Justice of the Supreme Court of Nevada
- In office 1890–1897
- Preceded by: Thomas Porter Hawley
- Succeeded by: William A. Massey

Personal details
- Born: February 28, 1848 New York City
- Died: February 18, 1907 (aged 58) San Francisco, California
- Spouse: Roxanna C. Gooding (m. 1876)
- Children: 1 daughter, 1 son
- Occupation: Lawyer, Judge

= Rensselaer R. Bigelow =

American judge (1848–1907)

Rensselaer Roscoe Bigelow (February 28, 1848 – February 18, 1907) was a justice of the Supreme Court of Nevada from 1890 to 1897.

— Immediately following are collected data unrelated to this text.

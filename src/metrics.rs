// Copyright (c) 2025 Erick Bourgeois, firestoned
// SPDX-License-Identifier: MIT

//! Prometheus metrics for the dns.services webhook.
//!
//! This module provides metrics collection with the namespace prefix
//! `dns_services_webhook_`.
//!
//! # Metrics Categories
//!
//! - **Challenge Metrics** - Present / `CleanUp` outcomes and durations
//! - **Provider Metrics** - HTTP calls to the dns.services API by method and status
//! - **Error Metrics** - Failures by reason
//!
//! # Example
//!
//! ```rust,no_run
//! use dns_services_webhook::metrics::{gather_metrics, record_challenge_success};
//!
//! record_challenge_success("Present", std::time::Duration::from_millis(250));
//! let text = gather_metrics().unwrap();
//! ```

use prometheus::{CounterVec, Encoder, HistogramOpts, HistogramVec, Opts, Registry, TextEncoder};
use std::sync::LazyLock;
use std::time::Duration;

// ============================================================================
// Metric Name Constants
// ============================================================================

/// Namespace prefix for all webhook metrics (prometheus-safe)
const METRICS_NAMESPACE: &str = "dns_services_webhook";

// ============================================================================
// Global Metrics Registry
// ============================================================================

/// Global Prometheus metrics registry
///
/// All metrics are registered in this registry and exposed via `/metrics` endpoint.
pub static METRICS_REGISTRY: LazyLock<Registry> = LazyLock::new(Registry::new);

// ============================================================================
// Challenge Metrics
// ============================================================================

/// Total number of challenge actions by action and status
///
/// Labels:
/// - `action`: `Present` or `CleanUp`
/// - `status`: Outcome (`success`, `error`)
pub static CHALLENGES_TOTAL: LazyLock<CounterVec> = LazyLock::new(|| {
    let opts = Opts::new(
        format!("{METRICS_NAMESPACE}_challenges_total"),
        "Total number of challenge actions by action and status",
    );
    let counter = CounterVec::new(opts, &["action", "status"]).unwrap();
    METRICS_REGISTRY
        .register(Box::new(counter.clone()))
        .unwrap();
    counter
});

/// Duration of challenge actions in seconds
///
/// Labels:
/// - `action`: `Present` or `CleanUp`
pub static CHALLENGE_DURATION_SECONDS: LazyLock<HistogramVec> = LazyLock::new(|| {
    let opts = HistogramOpts::new(
        format!("{METRICS_NAMESPACE}_challenge_duration_seconds"),
        "Duration of challenge actions in seconds by action",
    )
    .buckets(vec![0.01, 0.1, 0.5, 1.0, 2.0, 5.0, 10.0, 30.0, 60.0]);
    let histogram = HistogramVec::new(opts, &["action"]).unwrap();
    METRICS_REGISTRY
        .register(Box::new(histogram.clone()))
        .unwrap();
    histogram
});

// ============================================================================
// Provider Metrics
// ============================================================================

/// Total number of dns.services API requests
///
/// Labels:
/// - `method`: HTTP method
/// - `status`: HTTP status code, or `transport_error`
pub static PROVIDER_REQUESTS_TOTAL: LazyLock<CounterVec> = LazyLock::new(|| {
    let opts = Opts::new(
        format!("{METRICS_NAMESPACE}_provider_requests_total"),
        "Total number of dns.services API requests by method and status",
    );
    let counter = CounterVec::new(opts, &["method", "status"]).unwrap();
    METRICS_REGISTRY
        .register(Box::new(counter.clone()))
        .unwrap();
    counter
});

// ============================================================================
// Error Metrics
// ============================================================================

/// Total number of failed challenge actions by reason
///
/// Labels:
/// - `reason`: Error reason (e.g., `ZoneNotFound`, `AuthMissing`)
pub static ERRORS_TOTAL: LazyLock<CounterVec> = LazyLock::new(|| {
    let opts = Opts::new(
        format!("{METRICS_NAMESPACE}_errors_total"),
        "Total number of failed challenge actions by reason",
    );
    let counter = CounterVec::new(opts, &["reason"]).unwrap();
    METRICS_REGISTRY
        .register(Box::new(counter.clone()))
        .unwrap();
    counter
});

// ============================================================================
// Helper Functions
// ============================================================================

/// Record a successful challenge action
///
/// # Arguments
/// * `action` - `Present` or `CleanUp`
/// * `duration` - Duration of the action
pub fn record_challenge_success(action: &str, duration: Duration) {
    CHALLENGES_TOTAL.with_label_values(&[action, "success"]).inc();
    CHALLENGE_DURATION_SECONDS
        .with_label_values(&[action])
        .observe(duration.as_secs_f64());
}

/// Record a failed challenge action
///
/// # Arguments
/// * `action` - `Present` or `CleanUp`
/// * `reason` - Error reason
/// * `duration` - Duration of the action before failure
pub fn record_challenge_error(action: &str, reason: &str, duration: Duration) {
    CHALLENGES_TOTAL.with_label_values(&[action, "error"]).inc();
    ERRORS_TOTAL.with_label_values(&[reason]).inc();
    CHALLENGE_DURATION_SECONDS
        .with_label_values(&[action])
        .observe(duration.as_secs_f64());
}

/// Record a dns.services API request
pub fn record_provider_request(method: &str, status: &str) {
    PROVIDER_REQUESTS_TOTAL
        .with_label_values(&[method, status])
        .inc();
}

/// Gather and encode all metrics in Prometheus text format
///
/// # Returns
/// Prometheus-formatted metrics as a String
///
/// # Errors
/// Returns error if encoding fails
pub fn gather_metrics() -> Result<String, prometheus::Error> {
    let encoder = TextEncoder::new();
    let metric_families = METRICS_REGISTRY.gather();
    let mut buffer = Vec::new();
    encoder.encode(&metric_families, &mut buffer)?;
    String::from_utf8(buffer).map_err(|e| prometheus::Error::Msg(format!("UTF-8 error: {e}")))
}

==Early life, education, and career==
Born in New York City, Bigelow served in the American Civil War as a teenager and moved to the West while still a young man. Taking up residence in Nevada, he studied law and became involved in Republican Party politics, being a candidate to serve as a presidential elector in 1880.

==Judicial service==
In 1882, Bigelow was appointed a district court judge by Governor John Henry Kinkead. He served in that capacity for a number of years, and was elected to the state supreme court in 1890. Shortly after his election, but before the start of his elected term of office, he was appointed by acting governor Frank Bell to fill out a vacancy on the court for the remainder of the year. After finishing his term on the court, he moved to San Francisco, California, and returned to the private practice of law until his last illness and death.

==Personal life and death==
On January 5, 1876, Bigelow married Roxanna C. Gooding, with whom he had one daughter and one son.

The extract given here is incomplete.